Vilsack says rules on biofuels face threat
Source: DAN PILLER • Des Moines Register • Posted: Monday, February 13, 2012
U.S. Secretary of Agriculture Tom Vilsack warned an Iowa group Friday in Ankeny that “the Midwest could be damaged” if oil interests succeed in weakening the federal Renewable Fuel Standard.
“Big oil is pushing back against the Renewable Fuel Standard,” Vilsack said at a forum at Des Moines Area Community College. “If they succeed, the consequences could be very serious for the Midwest.”
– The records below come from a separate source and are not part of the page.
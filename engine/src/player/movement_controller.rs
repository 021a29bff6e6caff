//! Player Movement Controller
//!
//! Turns the polled movement keys into a world-space movement intent. The
//! three control schemes share one downstream integrator and differ only in how
//! forward/right are chosen:
//!
//! - **World-relative**: forward is world +Z, fixed regardless of camera.
//! - **Camera-relative**: forward is the horizontal direction from the camera to
//!   the body, so W always walks "into the screen".
//! - **Character-relative**: left/right turn the character at a fixed rate and
//!   forward/back walk along its facing. The camera is steered separately.
//!
//! # Axis convention
//!
//! Facing angle `f` points along `(sin f, cos f)` in the XZ plane, so `f = 0`
//! faces +Z. Right of a forward vector `(x, z)` is `(-z, x)`.
//!
//! # Usage
//!
//! ```rust,ignore
//! use obby_engine::player::{ControlScheme, MappingContext};
//!
//! let intent = ControlScheme::CameraRelative
//!     .mapper()
//!     .map_input(&input.movement(), &context, dt);
//! ```

use glam::{Vec2, Vec3};
use serde::{Deserialize, Serialize};

use crate::input::MovementKeys;
use crate::physics::types::{planar, wrap_angle};

/// Squared planar length below which a direction is treated as zero.
const DIRECTION_EPSILON_SQ: f32 = 1e-8;

/// Movement request for one integration step.
#[derive(Debug, Clone, Copy, PartialEq, Default)]
pub struct MoveIntent {
    /// Desired horizontal direction in world XZ (unit length or zero).
    pub direction: Vec2,
    /// Jump requested this step.
    pub jump: bool,
    /// Facing imposed by the scheme; `None` lets the body face its movement.
    pub facing: Option<f32>,
}

impl MoveIntent {
    /// True when any horizontal direction is requested.
    pub fn is_moving(&self) -> bool {
        self.direction.length_squared() > DIRECTION_EPSILON_SQ
    }
}

/// Everything a control scheme may look at besides the keys.
#[derive(Debug, Clone, Copy, PartialEq)]
pub struct MappingContext {
    pub body_position: Vec3,
    pub body_facing: f32,
    pub camera_position: Vec3,
    /// Camera orbit angle; used when the camera sits directly above the body.
    pub camera_heading: f32,
    /// Character turn rate in rad/s.
    pub turn_rate: f32,
}

/// Strategy turning movement keys into a world-space intent.
pub trait MovementMapping {
    fn map_input(&self, keys: &MovementKeys, ctx: &MappingContext, dt: f32) -> MoveIntent;
}

/// Forward is world +Z.
#[derive(Debug, Clone, Copy, Default)]
pub struct WorldRelative;

/// Forward is the horizontal camera-to-body direction.
#[derive(Debug, Clone, Copy, Default)]
pub struct CameraRelative;

/// Left/right turn the character, forward/back follow its facing.
#[derive(Debug, Clone, Copy, Default)]
pub struct CharacterRelative;

/// Planar forward vector of a facing angle.
#[inline]
pub fn facing_forward(facing: f32) -> Vec2 {
    Vec2::new(facing.sin(), facing.cos())
}

/// Facing angle of a planar direction.
#[inline]
pub fn facing_of(direction: Vec2) -> f32 {
    direction.x.atan2(direction.y)
}

/// Right-hand vector of a planar forward vector.
#[inline]
fn right_of(forward: Vec2) -> Vec2 {
    Vec2::new(-forward.y, forward.x)
}

/// Combine forward/right axes into a normalized planar direction.
fn combine(keys: &MovementKeys, forward: Vec2, right: Vec2) -> Vec2 {
    let dir = forward * keys.forward_axis() as f32 + right * keys.right_axis() as f32;
    dir.normalize_or_zero()
}

impl MovementMapping for WorldRelative {
    fn map_input(&self, keys: &MovementKeys, _ctx: &MappingContext, _dt: f32) -> MoveIntent {
        let forward = Vec2::Y;
        MoveIntent {
            direction: combine(keys, forward, right_of(forward)),
            jump: keys.jump,
            facing: None,
        }
    }
}

impl CameraRelative {
    /// Horizontal camera forward, falling back to the orbit heading when the
    /// camera is directly above or below the body.
    pub fn camera_forward(ctx: &MappingContext) -> Vec2 {
        let to_body = planar(ctx.body_position - ctx.camera_position);
        if to_body.length_squared() > DIRECTION_EPSILON_SQ {
            return to_body.normalize();
        }
        // The camera sits at (cos h, sin h) from the body, so forward is the opposite.
        -Vec2::new(ctx.camera_heading.cos(), ctx.camera_heading.sin())
    }
}

impl MovementMapping for CameraRelative {
    fn map_input(&self, keys: &MovementKeys, ctx: &MappingContext, _dt: f32) -> MoveIntent {
        let forward = Self::camera_forward(ctx);
        MoveIntent {
            direction: combine(keys, forward, right_of(forward)),
            jump: keys.jump,
            facing: None,
        }
    }
}

impl MovementMapping for CharacterRelative {
    fn map_input(&self, keys: &MovementKeys, ctx: &MappingContext, dt: f32) -> MoveIntent {
        // Left turns toward +X when facing +Z, which is an increasing angle.
        let turn = -(keys.right_axis() as f32) * ctx.turn_rate * dt.max(0.0);
        let facing = wrap_angle(ctx.body_facing + turn);
        let direction = facing_forward(facing) * keys.forward_axis() as f32;
        MoveIntent {
            direction,
            jump: keys.jump,
            facing: Some(facing),
        }
    }
}

static WORLD_RELATIVE: WorldRelative = WorldRelative;
static CAMERA_RELATIVE: CameraRelative = CameraRelative;
static CHARACTER_RELATIVE: CharacterRelative = CharacterRelative;

/// Control scheme selected by level/mode configuration.
#[derive(Debug, Clone, Copy, PartialEq, Eq, Default, Serialize, Deserialize)]
#[serde(rename_all = "snake_case")]
pub enum ControlScheme {
    WorldRelative,
    #[default]
    CameraRelative,
    CharacterRelative,
}

impl ControlScheme {
    /// The mapping strategy for this scheme.
    pub fn mapper(self) -> &'static dyn MovementMapping {
        match self {
            ControlScheme::WorldRelative => &WORLD_RELATIVE,
            ControlScheme::CameraRelative => &CAMERA_RELATIVE,
            ControlScheme::CharacterRelative => &CHARACTER_RELATIVE,
        }
    }

    /// Parse a scheme name as used on the command line.
    pub fn from_name(name: &str) -> Option<Self> {
        match name.trim().to_ascii_lowercase().replace('-', "_").as_str() {
            "world" | "world_relative" => Some(ControlScheme::WorldRelative),
            "camera" | "camera_relative" => Some(ControlScheme::CameraRelative),
            "character" | "character_relative" => Some(ControlScheme::CharacterRelative),
            _ => None,
        }
    }
}
//! Game configuration
//!
//! Every field has a default, so `{}` is a complete configuration and a file
//! only needs to name what it overrides:
//!
//! ```json
//! {
//!     "level": "spiral_tower",
//!     "control": "character_relative",
//!     "physics": { "gravity": 30.0 },
//!     "camera": { "smoothing": 0.12 }
//! }
//! ```

use std::fs;
use std::path::Path;

use serde::{Deserialize, Serialize};

use crate::camera::CameraConfig;
use crate::physics::PhysicsTuning;
use crate::player::ControlScheme;
use crate::world::LevelId;

use super::ConfigError;

/// Top-level session configuration.
#[derive(Debug, Clone, Copy, PartialEq, Default, Serialize, Deserialize)]
#[serde(default)]
pub struct GameConfig {
    /// Procedural level recipe to build
    pub level: LevelId,
    /// How movement keys map to world directions
    pub control: ControlScheme,
    pub physics: PhysicsTuning,
    pub camera: CameraConfig,
}

impl GameConfig {
    /// Parse and validate a JSON configuration.
    pub fn from_json_str(json: &str) -> Result<Self, ConfigError> {
        let config: GameConfig = serde_json::from_str(json)?;
        config.validate()?;
        Ok(config)
    }

    /// Read, parse and validate a JSON configuration file.
    pub fn load(path: impl AsRef<Path>) -> Result<Self, ConfigError> {
        let contents = fs::read_to_string(path)?;
        Self::from_json_str(&contents)
    }

    /// Pretty-printed JSON of this configuration.
    pub fn to_json_string(&self) -> Result<String, ConfigError> {
        Ok(serde_json::to_string_pretty(self)?)
    }

    /// Reject values the simulation cannot run with.
    pub fn validate(&self) -> Result<(), ConfigError> {
        if let Some((field, reason)) = self.physics.first_violation() {
            return Err(ConfigError::Invalid { field, reason });
        }
        if let Some((field, reason)) = self.camera.first_violation() {
            return Err(ConfigError::Invalid { field, reason });
        }
        Ok(())
    }
}

#[cfg(test)]
mod tests {
    use super::*;

    #[test]
    fn test_empty_object_is_default() {
        let config = GameConfig::from_json_str("{}").expect("defaults are valid");
        assert_eq!(config, GameConfig::default());
        assert_eq!(config.level, LevelId::Classic);
        assert_eq!(config.control, ControlScheme::CameraRelative);
    }

    #[test]
    fn test_partial_override() {
        let json = r#"{ "level": "stepped_tower", "physics": { "gravity": 20.0 } }"#;
        let config = GameConfig::from_json_str(json).expect("valid override");
        assert_eq!(config.level, LevelId::SteppedTower);
        assert_eq!(config.physics.gravity, 20.0);
        assert_eq!(config.physics.jump_impulse, PhysicsTuning::default().jump_impulse);
    }

    #[test]
    fn test_invalid_value_names_field() {
        let json = r#"{ "physics": { "max_substep": 0.0 } }"#;
        match GameConfig::from_json_str(json) {
            Err(ConfigError::Invalid { field, .. }) => assert_eq!(field, "max_substep"),
            other => panic!("expected invalid field, got {other:?}"),
        }
    }

    #[test]
    fn test_unknown_level_is_parse_error() {
        let result = GameConfig::from_json_str(r#"{ "level": "moon_base" }"#);
        assert!(matches!(result, Err(ConfigError::Parse(_))));
    }

    #[test]
    fn test_round_trips_through_json() {
        let config = GameConfig {
            level: LevelId::ShapeGauntlet,
            control: ControlScheme::WorldRelative,
            ..GameConfig::default()
        };
        let json = config.to_json_string().expect("serializable");
        assert_eq!(GameConfig::from_json_str(&json).expect("parses back"), config);
    }
}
The Renewable Fuel Standard, established by Congress in 2005 and updated two years later, mandates use of ethanol and biodiesel by cars and trucks. It is the underpinning of demand for ethanol, which now is produced at 41 plants in Iowa with annual revenues totaling about $15 billion.
Last year, petroleum industry groups lobbied against raising the allowable proportion of ethanol in blended fuel to 15 percent, up from 10 percent. Earlier this year, the American Petroleum Institute and the Petroleum Refiners Association asked the Environmental Protection Agency to withdraw mandates for use of cellulosic ethanol, which is made from crop residue, wood chips or other biomass, because of the slowness of its development.
U.S. Rep. Pete Olsen, R-Texas, has introduced a bill that would amend the Renewable Fuel Standard to include fuels made from coal and natural gas, which is seen as a major boost for Texan T. Boone Pickens’ efforts to switch much of the U.S. truck fleet from diesel to natural gas power.
Olsen repeated the most widely heard criticism of corn-fed ethanol, saying that “the RFS’s focus on corn ethanol has translated into higher feed costs for livestock producers and higher food costs for working families.”
At a biodiesel conference last week, Charles Drevna, president of the American Fuel and Petrochemical Refiners Association, called the Renewable Fuel Standard 2, passed in 2007, “an anachronism.”
Drevna noted the unexpected surge in U.S. domestic fossil fuel production in recent years, from the Bakken oil field in North Dakota and shale natural gas fields in the Southwest, Pennsylvania, Ohio and West Virginia.
He said that in 2007, “we thought we were an energy-poor country. Since then, of course, domestic oil and natural gas deposits have been producing record amounts of fossil energy.”
U.S. Rep. Leonard Boswell, D-Ia., said Friday that the Renewable Fuel Standard is under assault in Washington. “Big oil has a lot of power. They’re working against the RFS. I hope we can hold them off,” he said.
Vilsack said he wanted the political discussion to avoid becoming a regional fight between Midwestern corn agriculture and Texas-based petroleum.
“This is why it is important to develop other sources of biofuels besides corn, so the argument isn’t just about corn and the Midwest,” Vilsack said after the meeting. “For instance, there are grasses and wood sources in the South and East that also can be developed into biofuel feedstocks.”
Corn-fed ethanol has faced political blowback because of its presumed effect on livestock feed costs. Meanwhile, cellulosic ethanol has taken a black eye because its development has been slower than it was expected to be when the Renewable Fuel Standard was updated five years ago.
Cellulosic ethanol production in the U.S. is virtually nonexistent. Two corn residue plants, at Nevada and Emmetsburg in Iowa, will be under construction this year and are scheduled to open in 2013.
Meanwhile, the Environmental Protection Agency has for the last two years been obliged to postpone guideline targets for cellulosic ethanol use by motorists. Even so, oil companies are still obliged to pay for blending credits, which has drawn industry ire.